- How to complete this task
Retype only the stretch of lines that starts with the line containing "async fn node_data(&self, node: &Node)" and ends with the last line of the records, both included, exactly.

- Input
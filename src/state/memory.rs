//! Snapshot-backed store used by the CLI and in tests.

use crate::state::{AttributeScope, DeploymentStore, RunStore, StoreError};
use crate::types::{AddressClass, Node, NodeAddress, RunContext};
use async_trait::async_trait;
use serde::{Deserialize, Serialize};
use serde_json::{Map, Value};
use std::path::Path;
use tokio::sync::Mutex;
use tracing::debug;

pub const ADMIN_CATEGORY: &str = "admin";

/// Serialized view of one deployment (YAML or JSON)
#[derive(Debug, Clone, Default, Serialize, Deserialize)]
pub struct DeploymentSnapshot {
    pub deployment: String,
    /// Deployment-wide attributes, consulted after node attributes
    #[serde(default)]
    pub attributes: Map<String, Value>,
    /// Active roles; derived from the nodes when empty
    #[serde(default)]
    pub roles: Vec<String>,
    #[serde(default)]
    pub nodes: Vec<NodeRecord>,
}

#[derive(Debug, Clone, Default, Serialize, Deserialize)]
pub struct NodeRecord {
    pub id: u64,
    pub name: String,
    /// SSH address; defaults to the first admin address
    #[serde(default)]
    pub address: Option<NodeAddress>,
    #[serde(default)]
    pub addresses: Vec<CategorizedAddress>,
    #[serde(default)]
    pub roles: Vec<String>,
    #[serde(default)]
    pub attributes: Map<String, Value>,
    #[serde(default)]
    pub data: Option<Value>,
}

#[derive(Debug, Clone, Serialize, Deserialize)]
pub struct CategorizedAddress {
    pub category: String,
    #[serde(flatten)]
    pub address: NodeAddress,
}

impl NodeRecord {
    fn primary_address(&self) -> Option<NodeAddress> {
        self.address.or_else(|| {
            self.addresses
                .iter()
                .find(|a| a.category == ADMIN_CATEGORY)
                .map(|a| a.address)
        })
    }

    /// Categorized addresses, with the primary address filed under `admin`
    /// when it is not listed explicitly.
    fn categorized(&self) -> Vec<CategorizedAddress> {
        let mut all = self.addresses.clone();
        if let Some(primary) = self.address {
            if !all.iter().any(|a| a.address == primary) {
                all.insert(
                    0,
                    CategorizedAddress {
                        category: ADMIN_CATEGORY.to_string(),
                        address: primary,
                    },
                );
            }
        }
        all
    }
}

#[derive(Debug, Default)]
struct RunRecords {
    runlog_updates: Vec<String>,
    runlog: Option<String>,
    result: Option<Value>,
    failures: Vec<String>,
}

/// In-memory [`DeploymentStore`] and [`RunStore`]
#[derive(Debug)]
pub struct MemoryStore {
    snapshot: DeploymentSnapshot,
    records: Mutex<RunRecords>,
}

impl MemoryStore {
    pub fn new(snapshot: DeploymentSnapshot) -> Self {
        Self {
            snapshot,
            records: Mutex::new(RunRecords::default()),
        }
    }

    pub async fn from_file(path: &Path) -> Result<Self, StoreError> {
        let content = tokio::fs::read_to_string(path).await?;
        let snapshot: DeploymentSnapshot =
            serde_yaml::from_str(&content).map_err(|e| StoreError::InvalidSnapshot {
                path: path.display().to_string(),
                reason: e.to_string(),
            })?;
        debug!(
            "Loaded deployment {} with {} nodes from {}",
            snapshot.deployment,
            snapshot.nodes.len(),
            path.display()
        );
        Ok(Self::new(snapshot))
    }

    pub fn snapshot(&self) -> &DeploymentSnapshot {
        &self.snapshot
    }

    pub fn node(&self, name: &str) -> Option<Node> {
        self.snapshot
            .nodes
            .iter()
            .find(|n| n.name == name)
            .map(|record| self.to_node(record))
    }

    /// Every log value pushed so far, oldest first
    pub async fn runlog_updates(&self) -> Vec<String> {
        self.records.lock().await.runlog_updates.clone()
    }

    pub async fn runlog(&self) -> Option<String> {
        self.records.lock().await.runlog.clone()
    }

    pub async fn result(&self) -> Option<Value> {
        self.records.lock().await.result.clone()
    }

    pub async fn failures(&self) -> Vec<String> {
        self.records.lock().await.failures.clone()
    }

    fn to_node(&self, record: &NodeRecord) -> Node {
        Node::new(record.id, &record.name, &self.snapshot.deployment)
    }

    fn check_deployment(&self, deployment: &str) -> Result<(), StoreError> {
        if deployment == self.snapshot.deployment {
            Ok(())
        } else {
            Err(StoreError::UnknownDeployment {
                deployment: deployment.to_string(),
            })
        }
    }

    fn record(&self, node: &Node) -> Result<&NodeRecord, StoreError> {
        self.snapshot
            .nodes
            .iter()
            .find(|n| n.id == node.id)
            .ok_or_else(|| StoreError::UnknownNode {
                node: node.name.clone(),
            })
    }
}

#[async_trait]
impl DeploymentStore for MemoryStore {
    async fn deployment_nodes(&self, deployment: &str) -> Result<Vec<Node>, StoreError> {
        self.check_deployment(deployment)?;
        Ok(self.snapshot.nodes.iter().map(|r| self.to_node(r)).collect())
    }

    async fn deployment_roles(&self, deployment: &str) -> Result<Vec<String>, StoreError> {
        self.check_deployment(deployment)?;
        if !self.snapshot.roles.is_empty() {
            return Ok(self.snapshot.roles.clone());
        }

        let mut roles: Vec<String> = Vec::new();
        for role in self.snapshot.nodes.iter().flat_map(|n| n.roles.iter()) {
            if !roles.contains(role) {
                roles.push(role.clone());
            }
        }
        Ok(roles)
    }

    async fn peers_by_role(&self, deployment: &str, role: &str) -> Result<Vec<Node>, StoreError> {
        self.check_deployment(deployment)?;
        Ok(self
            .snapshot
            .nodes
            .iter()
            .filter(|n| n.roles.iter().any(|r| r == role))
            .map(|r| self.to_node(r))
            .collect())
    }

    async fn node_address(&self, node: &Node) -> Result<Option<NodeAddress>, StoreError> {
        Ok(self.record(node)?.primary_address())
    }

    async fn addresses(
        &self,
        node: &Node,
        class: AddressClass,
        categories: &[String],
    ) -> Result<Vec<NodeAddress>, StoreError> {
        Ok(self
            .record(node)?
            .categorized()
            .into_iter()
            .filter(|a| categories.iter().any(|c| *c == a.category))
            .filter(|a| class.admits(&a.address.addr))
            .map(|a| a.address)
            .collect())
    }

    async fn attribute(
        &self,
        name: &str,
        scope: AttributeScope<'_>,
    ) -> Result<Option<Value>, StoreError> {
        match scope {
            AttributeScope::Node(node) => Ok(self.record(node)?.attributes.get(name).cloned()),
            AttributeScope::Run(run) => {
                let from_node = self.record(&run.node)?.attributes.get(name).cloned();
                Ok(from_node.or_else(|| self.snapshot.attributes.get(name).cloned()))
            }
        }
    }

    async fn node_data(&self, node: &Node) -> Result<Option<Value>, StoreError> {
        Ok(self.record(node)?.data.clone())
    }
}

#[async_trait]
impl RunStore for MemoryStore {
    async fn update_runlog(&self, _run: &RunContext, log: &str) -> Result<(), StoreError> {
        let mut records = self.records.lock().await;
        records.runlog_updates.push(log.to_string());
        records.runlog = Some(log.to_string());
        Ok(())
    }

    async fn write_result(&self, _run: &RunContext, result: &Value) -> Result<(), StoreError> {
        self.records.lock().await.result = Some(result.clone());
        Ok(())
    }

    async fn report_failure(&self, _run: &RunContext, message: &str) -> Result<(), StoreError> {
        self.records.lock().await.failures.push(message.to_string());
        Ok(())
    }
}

- Exercise solution
    async fn node_data(&self, node: &Node) -> Result<Option<Value>, StoreError> {
        Ok(self.record(node)?.data.clone())
    }
}

#[async_trait]
impl RunStore for MemoryStore {
    async fn update_runlog(&self, _run: &RunContext, log: &str) -> Result<(), StoreError> {
        let mut records = self.records.lock().await;
        records.runlog_updates.push(log.to_string());
        records.runlog = Some(log.to_string());
        Ok(())
    }

    async fn write_result(&self, _run: &RunContext, result: &Value) -> Result<(), StoreError> {
        self.records.lock().await.result = Some(result.clone());
        Ok(())
    }

    async fn report_failure(&self, _run: &RunContext, message: &str) -> Result<(), StoreError> {
        self.records.lock().await.failures.push(message.to_string());
        Ok(())
    }
}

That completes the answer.